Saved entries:
—————

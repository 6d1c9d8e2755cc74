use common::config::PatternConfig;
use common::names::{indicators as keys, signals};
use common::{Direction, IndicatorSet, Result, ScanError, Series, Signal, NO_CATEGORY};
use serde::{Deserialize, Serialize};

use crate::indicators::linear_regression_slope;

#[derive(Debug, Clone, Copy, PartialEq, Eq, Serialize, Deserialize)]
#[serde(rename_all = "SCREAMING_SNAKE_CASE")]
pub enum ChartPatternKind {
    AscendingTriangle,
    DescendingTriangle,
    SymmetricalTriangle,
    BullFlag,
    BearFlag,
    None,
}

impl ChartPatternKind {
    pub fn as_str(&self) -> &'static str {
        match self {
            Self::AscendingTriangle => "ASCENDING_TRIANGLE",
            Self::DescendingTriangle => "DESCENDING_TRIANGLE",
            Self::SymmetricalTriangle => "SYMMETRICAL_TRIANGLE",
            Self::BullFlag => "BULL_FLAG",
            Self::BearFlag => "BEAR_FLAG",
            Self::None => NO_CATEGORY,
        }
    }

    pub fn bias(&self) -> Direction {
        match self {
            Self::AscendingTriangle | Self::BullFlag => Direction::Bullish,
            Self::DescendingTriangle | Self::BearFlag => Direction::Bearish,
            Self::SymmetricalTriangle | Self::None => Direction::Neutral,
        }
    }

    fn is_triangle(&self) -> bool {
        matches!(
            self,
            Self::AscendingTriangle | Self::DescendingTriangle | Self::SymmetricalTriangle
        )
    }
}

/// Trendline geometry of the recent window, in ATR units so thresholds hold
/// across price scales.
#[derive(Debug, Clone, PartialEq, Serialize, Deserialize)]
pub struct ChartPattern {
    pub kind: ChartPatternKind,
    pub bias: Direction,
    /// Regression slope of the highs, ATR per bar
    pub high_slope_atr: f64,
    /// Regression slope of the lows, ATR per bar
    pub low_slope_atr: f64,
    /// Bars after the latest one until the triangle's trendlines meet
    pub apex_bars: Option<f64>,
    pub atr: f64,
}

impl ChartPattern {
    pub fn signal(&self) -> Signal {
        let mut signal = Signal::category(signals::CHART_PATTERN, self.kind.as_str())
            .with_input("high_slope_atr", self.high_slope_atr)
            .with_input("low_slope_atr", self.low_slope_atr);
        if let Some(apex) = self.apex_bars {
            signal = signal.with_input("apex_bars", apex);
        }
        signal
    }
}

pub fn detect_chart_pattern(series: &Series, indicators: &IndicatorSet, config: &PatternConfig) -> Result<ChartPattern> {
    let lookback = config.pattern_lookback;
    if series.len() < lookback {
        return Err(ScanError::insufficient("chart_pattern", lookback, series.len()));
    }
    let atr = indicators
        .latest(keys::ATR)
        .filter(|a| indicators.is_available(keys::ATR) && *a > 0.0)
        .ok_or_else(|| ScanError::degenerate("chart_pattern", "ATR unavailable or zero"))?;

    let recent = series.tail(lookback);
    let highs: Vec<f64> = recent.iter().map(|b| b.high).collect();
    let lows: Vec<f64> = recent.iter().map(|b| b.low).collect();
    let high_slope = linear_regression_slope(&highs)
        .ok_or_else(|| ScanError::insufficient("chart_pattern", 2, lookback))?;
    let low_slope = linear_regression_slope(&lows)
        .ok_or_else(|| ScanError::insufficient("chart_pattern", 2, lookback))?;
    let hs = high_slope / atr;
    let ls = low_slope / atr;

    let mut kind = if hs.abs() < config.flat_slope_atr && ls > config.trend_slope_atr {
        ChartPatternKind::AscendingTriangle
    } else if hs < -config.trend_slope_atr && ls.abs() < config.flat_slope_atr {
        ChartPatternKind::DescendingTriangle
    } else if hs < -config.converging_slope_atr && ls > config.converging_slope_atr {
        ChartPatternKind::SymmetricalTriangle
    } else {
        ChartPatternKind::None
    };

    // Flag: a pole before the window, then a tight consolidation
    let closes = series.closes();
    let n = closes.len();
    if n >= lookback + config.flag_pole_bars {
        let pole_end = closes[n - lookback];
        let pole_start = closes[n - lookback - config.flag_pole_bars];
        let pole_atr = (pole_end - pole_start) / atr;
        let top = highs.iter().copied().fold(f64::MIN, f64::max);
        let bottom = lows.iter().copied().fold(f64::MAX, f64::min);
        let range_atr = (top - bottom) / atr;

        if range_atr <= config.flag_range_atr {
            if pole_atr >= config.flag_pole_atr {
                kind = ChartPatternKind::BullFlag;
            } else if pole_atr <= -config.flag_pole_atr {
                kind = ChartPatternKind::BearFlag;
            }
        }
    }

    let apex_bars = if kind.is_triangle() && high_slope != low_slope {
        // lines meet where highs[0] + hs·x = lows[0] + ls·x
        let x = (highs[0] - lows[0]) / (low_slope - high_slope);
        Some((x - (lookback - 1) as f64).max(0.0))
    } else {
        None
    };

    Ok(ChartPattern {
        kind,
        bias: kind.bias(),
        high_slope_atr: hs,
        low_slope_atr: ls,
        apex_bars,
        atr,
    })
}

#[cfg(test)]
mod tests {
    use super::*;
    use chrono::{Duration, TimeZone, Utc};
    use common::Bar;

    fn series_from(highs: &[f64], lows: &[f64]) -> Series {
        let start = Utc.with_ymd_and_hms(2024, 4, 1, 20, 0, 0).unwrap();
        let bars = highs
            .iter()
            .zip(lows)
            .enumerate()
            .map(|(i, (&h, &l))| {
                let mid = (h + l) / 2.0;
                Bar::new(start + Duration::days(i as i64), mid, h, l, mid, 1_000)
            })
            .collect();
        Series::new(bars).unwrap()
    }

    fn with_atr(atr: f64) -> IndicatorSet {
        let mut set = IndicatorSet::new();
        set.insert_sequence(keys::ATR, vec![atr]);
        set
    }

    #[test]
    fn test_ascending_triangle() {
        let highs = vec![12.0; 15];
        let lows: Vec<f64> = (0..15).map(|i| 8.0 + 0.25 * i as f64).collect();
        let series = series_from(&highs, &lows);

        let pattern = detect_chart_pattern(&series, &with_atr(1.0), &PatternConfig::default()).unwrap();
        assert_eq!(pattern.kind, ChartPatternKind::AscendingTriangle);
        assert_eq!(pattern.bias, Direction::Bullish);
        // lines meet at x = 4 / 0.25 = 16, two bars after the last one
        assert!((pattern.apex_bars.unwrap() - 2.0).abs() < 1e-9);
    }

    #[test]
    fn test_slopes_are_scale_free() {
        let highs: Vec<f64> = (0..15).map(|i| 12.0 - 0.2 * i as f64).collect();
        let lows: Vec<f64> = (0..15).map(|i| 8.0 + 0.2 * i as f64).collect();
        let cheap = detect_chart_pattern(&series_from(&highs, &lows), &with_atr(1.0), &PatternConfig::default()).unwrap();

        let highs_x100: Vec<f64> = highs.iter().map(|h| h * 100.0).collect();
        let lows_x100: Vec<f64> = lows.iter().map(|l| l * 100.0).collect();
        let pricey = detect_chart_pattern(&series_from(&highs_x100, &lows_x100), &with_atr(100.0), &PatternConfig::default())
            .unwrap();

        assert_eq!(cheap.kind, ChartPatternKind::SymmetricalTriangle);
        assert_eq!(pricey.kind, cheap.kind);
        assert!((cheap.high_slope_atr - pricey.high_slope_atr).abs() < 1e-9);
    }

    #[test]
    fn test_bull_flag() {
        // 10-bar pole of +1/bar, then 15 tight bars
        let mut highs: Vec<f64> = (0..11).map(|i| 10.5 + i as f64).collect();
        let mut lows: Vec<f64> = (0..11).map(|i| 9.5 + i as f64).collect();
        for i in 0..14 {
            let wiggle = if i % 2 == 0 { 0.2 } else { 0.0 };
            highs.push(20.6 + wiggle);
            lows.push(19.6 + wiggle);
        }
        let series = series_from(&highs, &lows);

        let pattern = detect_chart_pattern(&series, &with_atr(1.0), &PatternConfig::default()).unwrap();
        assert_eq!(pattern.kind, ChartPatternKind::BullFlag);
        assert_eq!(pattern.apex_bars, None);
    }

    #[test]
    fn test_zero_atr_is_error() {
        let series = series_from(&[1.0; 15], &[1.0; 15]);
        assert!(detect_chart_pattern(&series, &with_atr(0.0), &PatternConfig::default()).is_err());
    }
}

—————

*Problem details:*
From the data above, work out how many lines hold "BullFlag". Answer with the number alone.

*Expected answer:*
5